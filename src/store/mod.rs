//! Task game store — the single owner of [`GameState`].
//!
//! Every mutation goes through a `&mut self` method, so there is exactly one
//! writer at a time and an observer holding a [`snapshot`](TaskGameStore::snapshot)
//! never sees a half-applied operation.
//!
//! The store is permissive: invalid requests (blank names, already-completed
//! tasks, unknown ids) are absorbed as no-ops rather than reported as errors.
//! Callers gate user input with their own enablement checks (see
//! [`EditDraft::can_save`](crate::game::EditDraft::can_save)).

use tracing::debug;

use crate::game::{
    apply_reward, is_blank, EffortLevel, GameState, HeroStatus, Task, TaskId, DEFAULT_HERO_NAME,
};

/// Authoritative in-memory store of the hero and the quest log.
#[derive(Debug, Clone)]
pub struct TaskGameStore {
    state: GameState,
}

impl Default for TaskGameStore {
    fn default() -> Self {
        Self::new()
    }
}

impl TaskGameStore {
    /// Creates a store holding the seeded starter state.
    #[must_use]
    pub fn new() -> Self {
        Self::with_state(GameState::seeded())
    }

    /// Creates a store from an explicit initial state.
    #[must_use]
    pub fn with_state(state: GameState) -> Self {
        Self { state }
    }

    /// Borrows the current state.
    #[must_use]
    pub fn state(&self) -> &GameState {
        &self.state
    }

    /// Returns an owned copy of the current state.
    #[must_use]
    pub fn snapshot(&self) -> GameState {
        self.state.clone()
    }

    /// Borrows the hero.
    #[must_use]
    pub fn hero(&self) -> &HeroStatus {
        &self.state.hero
    }

    /// Sets the hero's display name. A blank name restores the default.
    pub fn set_hero_name(&mut self, name: &str) {
        self.state.hero.hero_name =
            if is_blank(name) { DEFAULT_HERO_NAME.to_string() } else { name.to_string() };
    }

    /// Selects a task, or clears the selection with `None`.
    ///
    /// Selecting an id that is not in the log leaves the selection unchanged.
    pub fn select_task(&mut self, id: Option<TaskId>) {
        match id {
            Some(id) if self.state.task(id).is_none() => {
                debug!(task_id = %id, "select ignored: no such task");
            }
            _ => self.state.selected = id,
        }
    }

    /// Appends a new pending task and returns it.
    ///
    /// The id is one past the largest existing id. The description is not
    /// validated here.
    pub fn add_task(&mut self, description: &str, effort: EffortLevel) -> Task {
        let task = Task::new(self.state.next_task_id(), description, effort);
        self.state.tasks.push(task.clone());
        debug!(task_id = %task.id, effort = effort.as_str(), "task added");
        task
    }

    /// Marks a task completed and grants its reward.
    ///
    /// Returns the updated task, or `None` when the task is unknown or was
    /// already completed. The reward is therefore granted exactly once.
    pub fn complete_task(&mut self, id: TaskId) -> Option<Task> {
        let Some(task) = self.state.task_mut(id) else {
            debug!(task_id = %id, "complete ignored: no such task");
            return None;
        };
        if task.is_completed {
            debug!(task_id = %id, "complete ignored: already completed");
            return None;
        }
        task.is_completed = true;
        let completed = task.clone();

        let outcome = apply_reward(&mut self.state.hero, completed.effort);
        debug!(
            task_id = %id,
            xp = outcome.xp,
            gold = outcome.gold,
            levels_gained = outcome.levels_gained,
            "task completed"
        );
        Some(completed)
    }

    /// Replaces a pending task's description. Completed tasks are left as is.
    pub fn update_task_description(&mut self, id: TaskId, description: &str) {
        if let Some(task) = self.pending_task_mut(id) {
            task.description = description.to_string();
        }
    }

    /// Replaces a pending task's details. Completed tasks are left as is.
    pub fn update_task_details(&mut self, id: TaskId, details: &str) {
        if let Some(task) = self.pending_task_mut(id) {
            task.details = details.to_string();
        }
    }

    fn pending_task_mut(&mut self, id: TaskId) -> Option<&mut Task> {
        match self.state.task_mut(id) {
            Some(task) if !task.is_completed => Some(task),
            Some(_) => {
                debug!(task_id = %id, "edit ignored: task is completed");
                None
            }
            None => {
                debug!(task_id = %id, "edit ignored: no such task");
                None
            }
        }
    }
}
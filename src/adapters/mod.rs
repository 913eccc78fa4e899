//! Adapters implementing the port traits.
//!
//! `live` talks to the real environment; `fixed` returns predetermined
//! values for tests and reproducible sessions.

pub mod fixed;
pub mod live;
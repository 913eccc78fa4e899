//! `questlog play` command.

use std::path::Path;

use serde_json::json;

use super::render;
use crate::cli::SessionArgs;
use crate::config::Seed;
use crate::context::SessionContext;
use crate::session::{load_script, Session};

/// Execute the `play` command.
///
/// Loads the script, runs it against a fresh session and prints one line of
/// feedback per action followed by the final state and the reward journal.
/// With `--json` the same information is printed as a single JSON document.
///
/// # Errors
///
/// Returns an error string if the script cannot be loaded or the report
/// cannot be serialized.
pub fn run(script: &Path, args: &SessionArgs, seed: Seed) -> Result<(), String> {
    let actions = load_script(script)?;
    let mut session = Session::new(SessionContext::live(args.name.clone()), seed.initial_state());
    let feedback = session.run(&actions);

    if args.json {
        let lines: Vec<String> = feedback.iter().map(ToString::to_string).collect();
        let body = json!({
            "session": session.id(),
            "feedback": lines,
            "state": session.state(),
            "summary": session.state().summary(),
            "journal": session.journal(),
        });
        let text = serde_json::to_string_pretty(&body)
            .map_err(|e| format!("Failed to serialize session report: {e}"))?;
        println!("{text}");
        return Ok(());
    }

    for line in &feedback {
        println!("{line}");
    }
    if !feedback.is_empty() {
        println!();
    }
    render::print_hero(session.state());
    println!();
    render::print_tasks(session.state());
    println!();
    render::print_journal(session.journal());
    Ok(())
}
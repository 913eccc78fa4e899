//! Plain-text rendering shared by the commands.

use crate::game::{GameState, Task};
use crate::session::{reward_text, Journal};

pub(crate) fn print_hero(state: &GameState) {
    let hero = &state.hero;
    let summary = state.summary();
    println!("Hero: {}", hero.hero_name);
    println!(
        "Level {}  {}/{} XP ({:.0}%)  {} gold",
        hero.level,
        hero.current_xp,
        hero.xp_to_next_level,
        summary.xp_progress * 100.0,
        hero.gold
    );
    println!("Quests: {} pending, {} completed", summary.pending, summary.completed);
}

pub(crate) fn print_tasks(state: &GameState) {
    if state.tasks.is_empty() {
        println!("No quests in the log.");
        return;
    }

    let rows: Vec<[String; 5]> = state
        .tasks
        .iter()
        .map(|task| {
            [
                task.id.to_string(),
                task.description.clone(),
                task.effort.label().to_string(),
                reward_text(task.effort),
                status_label(task, state).to_string(),
            ]
        })
        .collect();

    let headers = ["ID", "QUEST", "EFFORT", "REWARD", "STATUS"];
    let widths: Vec<usize> = (0..headers.len())
        .map(|col| {
            rows.iter()
                .map(|row| row[col].chars().count())
                .chain(std::iter::once(headers[col].len()))
                .max()
                .unwrap_or(0)
        })
        .collect();

    print_row(&headers, &widths);
    let dashes: Vec<String> = widths.iter().map(|w| "-".repeat(*w)).collect();
    print_row(&dashes.iter().map(String::as_str).collect::<Vec<_>>(), &widths);
    for row in &rows {
        print_row(&row.iter().map(String::as_str).collect::<Vec<_>>(), &widths);
    }
}

fn print_row(cells: &[&str], widths: &[usize]) {
    let padded: Vec<String> =
        cells.iter().zip(widths).map(|(cell, &width)| format!("{cell:<width$}")).collect();
    println!("{}", padded.join("  ").trim_end());
}

pub(crate) fn print_journal(journal: &Journal) {
    if journal.is_empty() {
        println!("No quests completed this session.");
        return;
    }
    println!("Journal:");
    for entry in journal.entries() {
        let level = if entry.leveled_up() {
            format!("  level {} -> {}", entry.level_before, entry.level_after)
        } else {
            String::new()
        };
        println!(
            "  {}  #{} {}  +{} XP +{} gold{level}",
            entry.at.format("%Y-%m-%d %H:%M:%S"),
            entry.task_id,
            entry.description,
            entry.xp,
            entry.gold
        );
    }
    println!("Total: +{} XP, +{} gold", journal.total_xp(), journal.total_gold());
}

fn status_label(task: &Task, state: &GameState) -> &'static str {
    match (task.is_completed, state.selected == Some(task.id)) {
        (true, true) => "completed *",
        (true, false) => "completed",
        (false, true) => "pending *",
        (false, false) => "pending",
    }
}
//! Service context bundling the port trait objects a session needs.

use chrono::{DateTime, Utc};

use crate::adapters::fixed::{FixedClock, FixedIdentity, SequentialIdGenerator};
use crate::adapters::live::{EnvIdentity, LiveClock, LiveIdGenerator};
use crate::ports::{Clock, IdGenerator, IdentityProvider};

/// Bundles the external boundaries of a play session.
pub struct SessionContext {
    /// Timestamps journal entries.
    pub clock: Box<dyn Clock>,
    /// Names sessions.
    pub ids: Box<dyn IdGenerator>,
    /// Supplies the signed-in player's name.
    pub identity: Box<dyn IdentityProvider>,
}

impl SessionContext {
    /// Live adapters. `name` overrides the environment identity when given.
    #[must_use]
    pub fn live(name: Option<String>) -> Self {
        let identity: Box<dyn IdentityProvider> = match name {
            Some(name) => Box::new(FixedIdentity::named(name)),
            None => Box::new(EnvIdentity),
        };
        Self { clock: Box::new(LiveClock), ids: Box::new(LiveIdGenerator), identity }
    }

    /// Fully deterministic adapters: frozen clock, sequential ids.
    #[must_use]
    pub fn fixed(at: DateTime<Utc>, name: Option<String>) -> Self {
        Self {
            clock: Box::new(FixedClock(at)),
            ids: Box::new(SequentialIdGenerator::new("session")),
            identity: Box::new(FixedIdentity(name)),
        }
    }
}

#[cfg(test)]
mod tests {
    use super::*;
    use chrono::TimeZone;

    #[test]
    fn fixed_context_is_deterministic() {
        let at = Utc.with_ymd_and_hms(2024, 1, 1, 0, 0, 0).unwrap();
        let ctx = SessionContext::fixed(at, Some("Aria".into()));
        assert_eq!(ctx.clock.now(), at);
        assert_eq!(ctx.ids.generate_id(), "session-1");
        assert_eq!(ctx.identity.display_name().as_deref(), Some("Aria"));
    }

    #[test]
    fn live_context_prefers_explicit_name() {
        let ctx = SessionContext::live(Some("Bruno".into()));
        assert_eq!(ctx.identity.display_name().as_deref(), Some("Bruno"));
    }
}
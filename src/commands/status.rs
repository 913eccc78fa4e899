//! `questlog status` command.

use serde_json::json;

use super::render;
use crate::cli::SessionArgs;
use crate::config::Seed;
use crate::context::SessionContext;
use crate::game::GameState;
use crate::store::TaskGameStore;

/// Execute the `status` command.
///
/// Shows the hero profile, quest counts and the quest table a new session
/// starts with. The hero is named by the identity provider when one is
/// available.
///
/// # Errors
///
/// Returns an error string if JSON serialization fails.
pub fn run(args: &SessionArgs, seed: Seed) -> Result<(), String> {
    let ctx = SessionContext::live(args.name.clone());
    let state = initial_state(&ctx, seed);

    if args.json {
        let body = json!({ "state": state, "summary": state.summary() });
        let text = serde_json::to_string_pretty(&body)
            .map_err(|e| format!("Failed to serialize status: {e}"))?;
        println!("{text}");
        return Ok(());
    }

    render::print_hero(&state);
    println!();
    render::print_tasks(&state);
    Ok(())
}

fn initial_state(ctx: &SessionContext, seed: Seed) -> GameState {
    let mut store = TaskGameStore::with_state(seed.initial_state());
    if let Some(name) = ctx.identity.display_name() {
        store.set_hero_name(&name);
    }
    store.snapshot()
}
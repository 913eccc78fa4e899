//! Binary entrypoint for the `questlog` CLI.

use std::process::ExitCode;

use questlog::config::Settings;

fn main() -> ExitCode {
    // A missing .env file is fine; the process environment still applies.
    let _ = dotenvy::dotenv();

    let settings = match Settings::from_env() {
        Ok(settings) => settings,
        Err(err) => {
            eprintln!("{err}");
            return ExitCode::FAILURE;
        }
    };
    questlog::logging::init(&settings.log_filter);

    match questlog::run_with_settings(std::env::args(), &settings) {
        Ok(()) => ExitCode::SUCCESS,
        Err(err) => {
            tracing::debug!(error = %err, "command failed");
            eprintln!("{err}");
            ExitCode::FAILURE
        }
    }
}
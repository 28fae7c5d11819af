//! Configuration for bookmate
//!
//! Every setting has a compiled-in default that a `BOOKMATE_*` environment
//! variable can override. Command-line flags override both.

use std::path::PathBuf;
use std::str::FromStr;
use std::time::Duration;

use engine::Strength;
use explorer::{QueryFilters, DEFAULT_EXPLORER_URL};

const DEFAULT_OPPONENT_DELAY_MS: u64 = 300;

fn env_parse<T: FromStr>(name: &str) -> Option<T> {
    let raw = std::env::var(name).ok()?;
    match raw.trim().parse() {
        Ok(value) => Some(value),
        Err(_) => {
            tracing::warn!("Ignoring invalid {}={:?}", name, raw);
            None
        }
    }
}

/// Stockfish binary from BOOKMATE_STOCKFISH_PATH, if set.
///
/// When unset the engine crate searches the usual install locations.
pub fn get_stockfish_path() -> Option<PathBuf> {
    std::env::var_os("BOOKMATE_STOCKFISH_PATH").map(PathBuf::from)
}

pub fn get_strength() -> Strength {
    env_parse("BOOKMATE_ELO")
        .map(Strength::from_elo)
        .unwrap_or_default()
}

pub fn get_explorer_url() -> String {
    std::env::var("BOOKMATE_EXPLORER_URL").unwrap_or_else(|_| DEFAULT_EXPLORER_URL.to_string())
}

/// Bearer token for the explorer, from BOOKMATE_EXPLORER_TOKEN.
pub fn get_explorer_token() -> Option<String> {
    std::env::var("BOOKMATE_EXPLORER_TOKEN")
        .ok()
        .filter(|t| !t.is_empty())
}

pub fn get_query_filters() -> QueryFilters {
    let defaults = QueryFilters::default();
    QueryFilters {
        max_moves: env_parse("BOOKMATE_MAX_MOVES").unwrap_or(defaults.max_moves),
        min_games: env_parse("BOOKMATE_MIN_GAMES").unwrap_or(defaults.min_games),
        min_percent_share: env_parse("BOOKMATE_MIN_PERCENT").unwrap_or(defaults.min_percent_share),
        rating_min: None,
        rating_max: None,
    }
}

/// Pause before the opponent answers a move.
pub fn get_opponent_delay() -> Duration {
    Duration::from_millis(
        env_parse("BOOKMATE_OPPONENT_DELAY_MS").unwrap_or(DEFAULT_OPPONENT_DELAY_MS),
    )
}

/// BOOKMATE_DATABASE=off (or 0/false/no) disables the opening database.
pub fn database_enabled() -> bool {
    match std::env::var("BOOKMATE_DATABASE") {
        Ok(value) => !matches!(
            value.trim().to_ascii_lowercase().as_str(),
            "0" | "false" | "off" | "no"
        ),
        Err(_) => true,
    }
}
//! Opening-statistics lookups for the Database move source.
//!
//! [`OpeningDatabase`] is the seam the session talks to; [`LichessExplorer`]
//! is the real implementation and `MockOpeningDatabase` (feature `mock`)
//! a scripted one for tests.

pub mod cache;
pub mod error;
pub mod filters;
pub mod lichess;
#[cfg(any(test, feature = "mock"))]
pub mod mock;
pub mod traits;

pub use error::{ExplorerError, ExplorerResult};
pub use filters::QueryFilters;
pub use lichess::{LichessExplorer, DEFAULT_EXPLORER_URL};
#[cfg(any(test, feature = "mock"))]
pub use mock::{MockCall, MockOpeningDatabase};
pub use traits::{to_candidates, DatabaseMove, OpeningDatabase};
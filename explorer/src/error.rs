//! Error types for database lookups

use thiserror::Error;

pub type ExplorerResult<T> = Result<T, ExplorerError>;

/// Every variant is recoverable: the caller falls back to the engine.
#[derive(Error, Debug)]
pub enum ExplorerError {
    #[error("Opening database rate limit reached")]
    RateLimited,

    #[error("Opening database unavailable: {0}")]
    Unavailable(String),

    #[error("Request failed: {0}")]
    Http(#[from] reqwest::Error),

    #[error("Opening database returned invalid data: {0}")]
    InvalidData(String),

    #[error("Mock response not configured for: {0}")]
    NotConfigured(String),
}

impl ExplorerError {
    pub fn is_rate_limited(&self) -> bool {
        matches!(self, Self::RateLimited)
    }
}
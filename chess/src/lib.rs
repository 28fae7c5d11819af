pub mod analysis;
pub mod book;
pub mod fen;
pub mod game;
pub mod pgn;

pub use analysis::{AnalysisScore, EngineAnalysis, MATE_EVALUATION};
pub use book::{compile, compile_with, BookError, CandidateMove, CompileOptions, OpeningTree};
pub use chess_common::{
    convert_uci_castling_to_cozy, format_color, format_square, format_uci_move, parse_square,
    parse_uci_move,
};
pub use fen::{format_fen, parse_fen, FenError, PositionKey};
pub use game::{AppliedMove, Game, GameError, GameOverReason, PlayerColor, StartPosition};
pub use pgn::{parse_pgn, PgnError, PgnGame};
pub mod actor;
pub mod commands;
pub mod events;
pub mod handle;
pub mod snapshot;
pub mod state;

use std::sync::Arc;
use std::time::Duration;

use chess::{Game, OpeningTree, PlayerColor, StartPosition};
use engine::{EngineHandle, Strength};
use explorer::{OpeningDatabase, QueryFilters};
use tokio::sync::{broadcast, mpsc};

use crate::arbiter::MoveSourceArbiter;
use actor::run_session_actor;
pub use commands::SessionError;
pub use events::SessionEvent;
pub use handle::SessionHandle;
pub use snapshot::{MoveRecord, SessionSnapshot};
use state::SessionState;

/// Settings fixed at session start. Most can be changed later through the
/// [`SessionHandle`].
#[derive(Debug, Clone)]
pub struct SessionOptions {
    pub start: StartPosition,
    pub human: PlayerColor,
    pub strength: Strength,
    pub filters: QueryFilters,
    pub database_enabled: bool,
    /// Pause before the opponent answers.
    pub opponent_delay: Duration,
    /// Seed for choosing among book and database candidates; fresh entropy
    /// when `None`.
    pub seed: Option<u64>,
}

impl Default for SessionOptions {
    fn default() -> Self {
        Self {
            start: StartPosition::Standard,
            human: PlayerColor::White,
            strength: Strength::default(),
            filters: QueryFilters::default(),
            database_enabled: true,
            opponent_delay: Duration::from_millis(300),
            seed: None,
        }
    }
}

/// Spawn a session actor and return its handle.
///
/// `engine` and `database` are optional collaborators: without an engine
/// there are no evaluations and the opponent cannot leave book, without a
/// database the Database source is skipped.
pub fn spawn_session(
    options: SessionOptions,
    engine: Option<EngineHandle>,
    database: Option<Arc<dyn OpeningDatabase>>,
    book: Option<OpeningTree>,
) -> Result<SessionHandle, SessionError> {
    let board = options
        .start
        .board()
        .map_err(|e| SessionError::InvalidFen(e.to_string()))?;
    let game = Game::from_board(board);

    let database_enabled = options.database_enabled && database.is_some();
    let mut arbiter = match options.seed {
        Some(seed) => MoveSourceArbiter::seeded(database_enabled, seed),
        None => MoveSourceArbiter::from_entropy(database_enabled),
    };
    if let Some(tree) = book {
        arbiter.load_book(tree, -1);
    }

    let state = SessionState::new(
        game,
        arbiter,
        engine,
        database,
        options.filters,
        options.human,
        options.strength,
        options.opponent_delay,
    );

    let (cmd_tx, cmd_rx) = mpsc::channel(32);
    let (event_tx, _) = broadcast::channel(100);
    tokio::spawn(run_session_actor(state, cmd_rx, event_tx));

    Ok(SessionHandle::new(cmd_tx))
}

#[cfg(test)]
mod tests {
    use super::*;
    use crate::arbiter::MoveSource;
    use crate::ledger::MoveOrigin;
    use cozy_chess::{File, Move, Rank, Square};

    fn mv(from: (File, Rank), to: (File, Rank)) -> Move {
        Move {
            from: Square::new(from.0, from.1),
            to: Square::new(to.0, to.1),
            promotion: None,
        }
    }

    fn options() -> SessionOptions {
        SessionOptions {
            opponent_delay: Duration::from_millis(5),
            seed: Some(1),
            ..Default::default()
        }
    }

    #[tokio::test]
    async fn test_subscribe_gets_initial_snapshot() {
        let handle = spawn_session(options(), None, None, None).unwrap();
        let (snapshot, _rx) = handle.subscribe().await.unwrap();
        assert_eq!(snapshot.cursor, -1);
        assert_eq!(snapshot.move_count(), 0);
        assert_eq!(snapshot.side_to_move, PlayerColor::White);
        assert_eq!(snapshot.mode, MoveSource::Engine);
        assert!(!snapshot.database_enabled);
        assert!(!snapshot.engine_thinking);
    }

    #[tokio::test]
    async fn test_not_your_turn_and_illegal() {
        let handle = spawn_session(options(), None, None, None).unwrap();
        let e2e5 = mv((File::E, Rank::Second), (File::E, Rank::Fifth));
        assert!(matches!(
            handle.make_move(e2e5).await,
            Err(SessionError::IllegalMove(_))
        ));

        let e2e4 = mv((File::E, Rank::Second), (File::E, Rank::Fourth));
        let snap = handle.make_move(e2e4).await.unwrap();
        assert_eq!(snap.cursor, 0);
        assert_eq!(snap.history[0].origin, MoveOrigin::Human);

        // No engine and no book: the opponent cannot answer
        let e7e5 = mv((File::E, Rank::Seventh), (File::E, Rank::Fifth));
        assert!(matches!(
            handle.make_move(e7e5).await,
            Err(SessionError::NotYourTurn)
        ));
    }

    #[tokio::test]
    async fn test_book_reply_and_invalid_book_keeps_previous() {
        let handle = spawn_session(options(), None, None, None).unwrap();
        let (_, mut events) = handle.subscribe().await.unwrap();
        handle.load_book("1. e4 c5 *").await.unwrap();
        assert!(matches!(
            handle.load_book("this is not pgn").await,
            Err(SessionError::InvalidBook(_))
        ));

        handle
            .make_move(mv((File::E, Rank::Second), (File::E, Rank::Fourth)))
            .await
            .unwrap();
        loop {
            if let SessionEvent::OpponentMoved(record) = events.recv().await.unwrap() {
                assert_eq!(record.san, "c5");
                assert_eq!(record.origin, MoveOrigin::Book);
                break;
            }
        }
        let snap = handle.get_snapshot().await.unwrap();
        assert_eq!(snap.cursor, 1);
        assert_eq!(snap.mode, MoveSource::Book);
    }

    #[tokio::test]
    async fn test_book_follows_custom_start() {
        let opts = SessionOptions {
            start: StartPosition::Fen("4k3/4p3/8/8/8/8/4P3/4K3 w - - 0 1".to_string()),
            human: PlayerColor::Black,
            ..options()
        };
        let handle = spawn_session(opts, None, None, None).unwrap();
        let (_, mut events) = handle.subscribe().await.unwrap();

        // No FEN tag: the moves are replayed from the session's start
        let snap = handle.load_book("1. Kd2 Kd7 *").await.unwrap();
        assert_eq!(snap.book_positions, Some(2));
        assert_eq!(snap.mode, MoveSource::Book);
        loop {
            if let SessionEvent::OpponentMoved(record) = events.recv().await.unwrap() {
                assert_eq!(record.san, "Kd2");
                assert_eq!(record.origin, MoveOrigin::Book);
                break;
            }
        }
    }

    #[tokio::test]
    async fn test_navigation_and_jump_errors() {
        let handle = spawn_session(options(), None, None, None).unwrap();
        assert_eq!(handle.step_back().await.unwrap().cursor, -1);
        assert!(matches!(
            handle.jump_to(3).await,
            Err(SessionError::Ledger(_))
        ));

        handle
            .make_move(mv((File::G, Rank::First), (File::F, Rank::Third)))
            .await
            .unwrap();
        let snap = handle.step_back().await.unwrap();
        assert_eq!(snap.cursor, -1);
        assert!(snap.reviewing);
        assert_eq!(snap.fen, snap.start_fen);

        let snap = handle.step_forward().await.unwrap();
        assert_eq!(snap.cursor, 0);
        assert!(!snap.reviewing);
    }

    #[tokio::test]
    async fn test_load_position_and_reset() {
        let handle = spawn_session(options(), None, None, None).unwrap();
        let fen = "4k3/8/8/8/8/8/4P3/4K3 w - - 0 1";
        let snap = handle.load_position(fen).await.unwrap();
        assert_eq!(snap.start_fen, fen);
        assert!(handle.load_position("garbage").await.is_err());

        handle
            .make_move(mv((File::E, Rank::Second), (File::E, Rank::Fourth)))
            .await
            .unwrap();
        let snap = handle.reset().await.unwrap();
        assert_eq!(snap.fen, fen);
        assert_eq!(snap.move_count(), 0);
    }

    #[tokio::test]
    async fn test_candidates_need_engine() {
        let handle = spawn_session(options(), None, None, None).unwrap();
        assert!(matches!(
            handle.show_candidates(3).await,
            Err(SessionError::EngineNotConfigured)
        ));
        assert_eq!(handle.set_strength(9000).await.unwrap(), Strength::MAX_ELO);
    }

    #[tokio::test]
    async fn test_shutdown() {
        let handle = spawn_session(options(), None, None, None).unwrap();
        handle.shutdown().await;
        tokio::time::sleep(Duration::from_millis(10)).await;
        assert!(handle.get_snapshot().await.is_err());
    }
}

○ ○ ○ ○ ○

Begin at the first line of the material above. Transcribe each line exactly, ending with the line that contains "enablement checks (see".

▶ **Final answer**:
filename src/store/mod.rs
//! Task game store — the single owner of [`GameState`].
//!
//! Every mutation goes through a `&mut self` method, so there is exactly one
//! writer at a time and an observer holding a [`snapshot`](TaskGameStore::snapshot)
//! never sees a half-applied operation.
//!
//! The store is permissive: invalid requests (blank names, already-completed
//! tasks, unknown ids) are absorbed as no-ops rather than reported as errors.
//! Callers gate user input with their own enablement checks (see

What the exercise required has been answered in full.